The heavy lifter. Uses NumPy for vectorized state (Registers, Memory, PC). Handles SIMT logic.

3. The Visualizer

The "Flight Recorder". Replays the execution history as a frame-by-frame heatmap GIF.

The Core (TinyGPU)

Instead of creating a Python object for every thread (which is slow), TinyGPU uses NumPy for everything. The registers are a single 2D array: self.registers = np.zeros((num_threads, num_registers)). This mimics the SIMD nature of real hardware.

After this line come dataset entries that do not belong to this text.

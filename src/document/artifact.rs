//! Artifact records.
//!
//! Catalog rows arrive as header → value pairs from a spreadsheet export.
//! [`Artifact::from_row`] maps them onto typed fields once, at the edge, so
//! nothing downstream deals with loosely shaped rows.

use lazy_static::lazy_static;
use regex::Regex;
use serde::{Deserialize, Serialize};

use crate::document::category::{CategoryCatalog, Locale};
use crate::scoring::ItemFields;

lazy_static! {
    /// Category ids are separated by whitespace and/or commas.
    static ref CATEGORY_SEPARATOR: Regex = Regex::new(r"[\s,]+").unwrap();
    /// Image and source links are separated by spaces, newlines, semicolons or commas.
    static ref LINK_SEPARATOR: Regex = Regex::new(r"[ \n;,]+").unwrap();
}

/// One museum artifact.
#[derive(Debug, Clone, Default, PartialEq, Eq, Serialize, Deserialize)]
#[serde(default)]
pub struct Artifact {
    pub id: String,
    pub name: String,
    pub short_description: String,
    pub description: String,
    /// Raw category ids, see [`CategoryCatalog`].
    pub categories: Vec<String>,
    pub main_image: String,
    pub supporting_images: Vec<String>,
    pub sources: Vec<String>,
    pub author: String,
    pub contributor: String,
    pub artifact_date: String,
    /// Publication date, `dd-mm-yyyy`.
    pub public_date: String,
    /// Current location or find spot.
    pub location: String,
}

impl Artifact {
    /// Create a builder for constructing artifacts.
    pub fn builder() -> ArtifactBuilder {
        ArtifactBuilder::new()
    }

    /// Map one spreadsheet row onto an artifact.
    ///
    /// `row_number` is the 1-based number of the data row (the header row
    /// not counted) and becomes the id when the row has none. Rows with
    /// fewer cells than headers yield `None`; surplus cells are ignored.
    pub fn from_row<H, C>(headers: &[H], cells: &[C], row_number: usize) -> Option<Self>
    where
        H: AsRef<str>,
        C: AsRef<str>,
    {
        if cells.len() < headers.len() {
            return None;
        }
        let fields = headers
            .iter()
            .zip(cells)
            .map(|(header, cell)| (header.as_ref(), cell.as_ref()));
        Some(Self::from_fields(fields, row_number))
    }

    /// Build an artifact from header → value pairs.
    ///
    /// Headers are matched after trimming, values are trimmed, unknown
    /// headers are ignored. A missing or blank id is replaced by
    /// `row_number`.
    pub fn from_fields<I, K, V>(fields: I, row_number: usize) -> Self
    where
        I: IntoIterator<Item = (K, V)>,
        K: AsRef<str>,
        V: AsRef<str>,
    {
        let mut artifact = Artifact::default();
        for (header, value) in fields {
            artifact.set_field(header.as_ref().trim(), value.as_ref().trim());
        }
        if artifact.id.is_empty() {
            artifact.id = row_number.to_string();
        }
        artifact
    }

    fn set_field(&mut self, header: &str, value: &str) {
        match header {
            "id" => self.id = value.to_string(),
            "name" => self.name = value.to_string(),
            "short_description" => self.short_description = value.to_string(),
            "description" => self.description = value.to_string(),
            "categories" => self.categories = split_categories(value),
            "main_image" => self.main_image = value.to_string(),
            "supporting_images" => self.supporting_images = split_links(value),
            "sources" => self.sources = split_links(value),
            "author" => self.author = value.to_string(),
            "contributor" => self.contributor = value.to_string(),
            "artifact_date" => self.artifact_date = value.to_string(),
            "public_date" => self.public_date = value.to_string(),
            "location" => self.location = value.to_string(),
            _ => {}
        }
    }

    pub fn has_category(&self, id: &str) -> bool {
        self.categories.iter().any(|category| category == id)
    }

    /// Display names of this artifact's known categories.
    pub fn category_names<'a>(
        &'a self,
        catalog: &'a CategoryCatalog,
        locale: Locale,
    ) -> impl Iterator<Item = &'a str> + 'a {
        self.categories
            .iter()
            .filter_map(move |id| catalog.display_name(id, locale))
    }

    /// The text free-text search matches against: name, descriptions,
    /// localized category names, author, contributor, date and location.
    pub fn search_text(&self, catalog: &CategoryCatalog, locale: Locale) -> String {
        let category_names = self.category_names(catalog, locale).collect::<Vec<_>>().join(" ");

        [
            self.name.as_str(),
            self.short_description.as_str(),
            self.description.as_str(),
            category_names.as_str(),
            self.author.as_str(),
            self.contributor.as_str(),
            self.artifact_date.as_str(),
            self.location.as_str(),
        ]
        .iter()
        .filter(|part| !part.is_empty())
        .copied()
        .collect::<Vec<_>>()
        .join(" ")
    }

    /// The fields related-item ranking compares.
    pub fn similarity_fields(&self) -> ItemFields {
        ItemFields {
            id: self.id.clone(),
            name: self.name.clone(),
            short_description: self.short_description.clone(),
            description: self.description.clone(),
            categories: self.categories.clone(),
        }
    }
}

fn split_categories(value: &str) -> Vec<String> {
    CATEGORY_SEPARATOR
        .split(value)
        .filter(|id| !id.is_empty())
        .map(str::to_string)
        .collect()
}

fn split_links(value: &str) -> Vec<String> {
    // An embed snippet contains separators of its own and stays whole.
    if value.contains("<iframe") {
        return vec![value.to_string()];
    }
    LINK_SEPARATOR
        .split(value)
        .map(str::trim)
        .filter(|link| !link.is_empty())
        .map(str::to_string)
        .collect()
}

/// A builder for constructing artifacts in a fluent manner.
#[derive(Debug, Default)]
pub struct ArtifactBuilder {
    artifact: Artifact,
}

impl ArtifactBuilder {
    pub fn new() -> Self {
        Self::default()
    }

    pub fn id<S: Into<String>>(mut self, id: S) -> Self {
        self.artifact.id = id.into();
        self
    }

    pub fn name<S: Into<String>>(mut self, name: S) -> Self {
        self.artifact.name = name.into();
        self
    }

    pub fn short_description<S: Into<String>>(mut self, text: S) -> Self {
        self.artifact.short_description = text.into();
        self
    }

    pub fn description<S: Into<String>>(mut self, text: S) -> Self {
        self.artifact.description = text.into();
        self
    }

    /// Add one category id.
    pub fn category<S: Into<String>>(mut self, id: S) -> Self {
        self.artifact.categories.push(id.into());
        self
    }

    pub fn author<S: Into<String>>(mut self, author: S) -> Self {
        self.artifact.author = author.into();
        self
    }

    pub fn contributor<S: Into<String>>(mut self, contributor: S) -> Self {
        self.artifact.contributor = contributor.into();
        self
    }

    pub fn artifact_date<S: Into<String>>(mut self, date: S) -> Self {
        self.artifact.artifact_date = date.into();
        self
    }

    pub fn location<S: Into<String>>(mut self, location: S) -> Self {
        self.artifact.location = location.into();
        self
    }

    pub fn build(self) -> Artifact {
        self.artifact
    }
}
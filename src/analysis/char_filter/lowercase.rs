use super::CharFilter;

/// Unicode lowercasing of the whole text: `Đ` becomes `đ`, `Ả` becomes `ả`.
#[derive(Clone, Copy, Debug, Default)]
pub struct LowercaseCharFilter;

impl CharFilter for LowercaseCharFilter {
    fn apply(&self, text: &str) -> String {
        text.to_lowercase()
    }

    fn name(&self) -> &'static str {
        "lowercase"
    }
}

#[cfg(test)]
mod tests {
    use super::*;

    #[test]
    fn test_vietnamese_and_cjk() {
        assert_eq!(LowercaseCharFilter.apply("Trống Đồng ĐÔNG SƠN"), "trống đồng đông sơn");
        assert_eq!(LowercaseCharFilter.apply("Nhà NGUYỄN"), "nhà nguyễn");
        assert_eq!(LowercaseCharFilter.apply("仏教"), "仏教");
    }
}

  • Stores 'PC', 'Registers', 'Memory', 'Flags'
  • Runs the step() cycle
  • Manages the 'Active Mask' for branching
class TinyGPU:
    def __init__(self, num_threads, memory_size):
        self.memory = np.zeros(memory_size)
        self.registers = np.zeros((num_threads, 8))
        self.pc = np.zeros(num_threads, dtype=int)
        self.active = np.ones(num_threads, dtype=bool)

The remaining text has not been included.